I moved to the Proton suite last year, apart from some shitfuckery regarding decrypting/organizing and some teething issues with their Linux app, it's been all smiles.
As a side note, here’s what Wikipedia says about the frog experiment:
“While some 19th-century experiments suggested that the underlying premise is true if the heating is sufficiently gradual,[2][3] according to modern biologists the premise is false: changing location is a natural thermoregulation strategy for frogs and other ectotherms, and is necessary for survival in the wild. A frog that is gradually heated will jump out. Furthermore, a frog placed into already boiling water will die immediately, not jump out.[4][5]”
Your point still stands, but you might want to consider switching to another metaphor next time.
Neither did I until one day I stumbled upon a video that explained the misguided experiments that were behind the saying. Just today I started reading about it on Wikipedia and found that juicy summary.
There’s a pretty good reason why we have ethical restrictions and peer review with modern science.

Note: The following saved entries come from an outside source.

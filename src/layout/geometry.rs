//! Page geometry and font specifications.
//!
//! All lengths are millimetres measured from the top-left corner of the page;
//! font sizes are points.

use serde::{Deserialize, Serialize};

use crate::error::{Error, Result};

/// Millimetres per typographic point.
pub const PT_TO_MM: f32 = 25.4 / 72.0;

/// Fixed page size and margins for one document.
#[derive(Debug, Clone, Copy, PartialEq, Serialize, Deserialize)]
pub struct PageGeometry {
    /// Page width in mm
    pub width: f32,

    /// Page height in mm
    pub height: f32,

    /// Top margin; the cursor resets here after a page break
    pub margin_top: f32,

    /// Bottom margin; content may not start below `height - margin_bottom`
    pub margin_bottom: f32,

    /// Left margin
    pub margin_left: f32,

    /// Right margin
    pub margin_right: f32,

    /// Distance of the footer baseline from the bottom edge
    pub footer_offset: f32,
}

impl PageGeometry {
    /// US Letter (8.5 x 11 inches) with 20 mm margins.
    pub fn letter() -> Self {
        Self {
            width: 215.9,
            height: 279.4,
            margin_top: 20.0,
            margin_bottom: 20.0,
            margin_left: 20.0,
            margin_right: 20.0,
            footer_offset: 10.0,
        }
    }

    /// ISO A4 (210 x 297 mm) with 20 mm margins.
    pub fn a4() -> Self {
        Self {
            width: 210.0,
            height: 297.0,
            ..Self::letter()
        }
    }

    /// Custom page size with 20 mm margins.
    pub fn new(width: f32, height: f32) -> Self {
        Self {
            width,
            height,
            ..Self::letter()
        }
    }

    /// Set all four margins to the same value.
    pub fn with_margin(mut self, margin: f32) -> Self {
        self.margin_top = margin;
        self.margin_bottom = margin;
        self.margin_left = margin;
        self.margin_right = margin;
        self
    }

    /// Set the footer baseline distance from the bottom edge.
    pub fn with_footer_offset(mut self, offset: f32) -> Self {
        self.footer_offset = offset;
        self
    }

    /// Usable horizontal span for text wrapping and image scaling.
    pub fn content_width(&self) -> f32 {
        self.width - self.margin_left - self.margin_right
    }

    /// Lowest vertical offset at which content may be placed.
    pub fn content_bottom(&self) -> f32 {
        self.height - self.margin_bottom
    }

    /// Vertical span available between the top and bottom margins.
    pub fn usable_height(&self) -> f32 {
        self.content_bottom() - self.margin_top
    }

    /// Check that the margins leave a usable area.
    pub fn validate(&self) -> Result<()> {
        if !(self.width > 0.0 && self.height > 0.0) {
            return Err(Error::InvalidGeometry(format!(
                "page size {}x{} must be positive",
                self.width, self.height
            )));
        }
        if self.content_width() <= 0.0 {
            return Err(Error::InvalidGeometry(
                "left and right margins exceed page width".to_string(),
            ));
        }
        if self.usable_height() <= 0.0 {
            return Err(Error::InvalidGeometry(
                "top and bottom margins exceed page height".to_string(),
            ));
        }
        Ok(())
    }
}

impl Default for PageGeometry {
    fn default() -> Self {
        Self::letter()
    }
}

/// Horizontal anchoring of a text command relative to its `x`.
#[derive(Debug, Clone, Copy, PartialEq, Eq, Default, Serialize, Deserialize)]
#[serde(rename_all = "snake_case")]
pub enum Align {
    /// `x` is the left edge
    #[default]
    Left,
    /// `x` is the centre
    Center,
    /// `x` is the right edge
    Right,
}

/// Font used for a text command.
#[derive(Debug, Clone, Copy, PartialEq, Serialize, Deserialize)]
pub struct FontSpec {
    /// Size in points
    pub size: f32,

    /// Bold face
    pub bold: bool,

    /// Vertical advance for one line, in mm
    pub line_height: f32,
}

impl FontSpec {
    /// Regular face at the given size, with a 1.25 line spacing.
    pub fn new(size: f32) -> Self {
        Self {
            size,
            bold: false,
            line_height: size * PT_TO_MM * 1.25,
        }
    }

    /// Bold face at the given size.
    pub fn bold(size: f32) -> Self {
        Self {
            bold: true,
            ..Self::new(size)
        }
    }

    /// Override the line advance.
    pub fn with_line_height(mut self, line_height: f32) -> Self {
        self.line_height = line_height;
        self
    }
}

impl Default for FontSpec {
    fn default() -> Self {
        Self::new(10.0)
    }
}

#[cfg(test)]
mod tests {
    use super::*;

    #[test]
    fn test_letter_content_area() {
        let g = PageGeometry::letter();
        assert!((g.content_width() - 175.9).abs() < 1e-3);
        assert!((g.content_bottom() - 259.4).abs() < 1e-3);
        assert!((g.usable_height() - 239.4).abs() < 1e-3);
        assert!(g.validate().is_ok());
    }

    #[test]
    fn test_invalid_geometry() {
        let g = PageGeometry::new(100.0, 30.0).with_margin(20.0);
        assert!(matches!(g.validate(), Err(Error::InvalidGeometry(_))));

        let g = PageGeometry::new(30.0, 100.0).with_margin(15.0);
        assert!(g.validate().is_err());
    }

    #[test]
    fn test_font_line_height() {
        let font = FontSpec::new(8.0);
        assert!((font.line_height - 3.5277).abs() < 1e-3);
        assert!(FontSpec::bold(12.0).bold);
        assert_eq!(FontSpec::new(8.0).with_line_height(4.0).line_height, 4.0);
    }

    #[test]
    fn test_geometry_serde() {
        let g = PageGeometry::a4();
        let json = serde_json::to_string(&g).unwrap();
        let back: PageGeometry = serde_json::from_str(&json).unwrap();
        assert_eq!(g, back);
    }
}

You say that ironically, but in the early days of Google its motto was "Do No Evil" and it promoted non-intrusive advertising. There was this sense that Google was a company of engineers and that you could trust them.
Google was a company of engineers that you could trust, however, like Boeing (which was another "Company of Engineers") they were slowly replaced by business execs who probably haven't written a line of code in their life (Save for maybe some VBA for some businessy excel spreadsheet)
This is why I love FOSS products. You get the advantage of using well engineered code, without the risk of that code falling into the hands of exploitive capitalists.
gpl does not prevent the owner from changing the licence later. (Unless it is also making use of someone else's gpl components.)
For example, Qt has a free version which is under the GPL; and a paid version which is not. So if you were making software with Qt, if you were using the free version, you'd be compelled to also release your product under GPL. But you could then later switch to a paid subscription and rerelease under some other licience if you wanted to.
Not if the copyright owner changes the license. When you are the creator you can do what you please. With that being said you can not do that if the public writes code. That's why you see CLAs (contributor license agreement)
Important to note that this only applies to future releases by the legal copyright owner. If the community doesn't like it (and they often don't), someone else can fork it from the last time it was GPL, and contributors can abandon the original codebase in favor of the GPL fork. As a result, it is extremely unwise to try to de-GPL software with a lot of contributors, as the copyright holder doesn't have a great chance at competing with a fork if contributors jump ship.
Linus Torvalds could legally pivot Linux to a proprietary license if he wanted to, but we'd probably see it replaced with a fork called "Binix" or something within a few months, and he'd be in charge of abandonware at that point.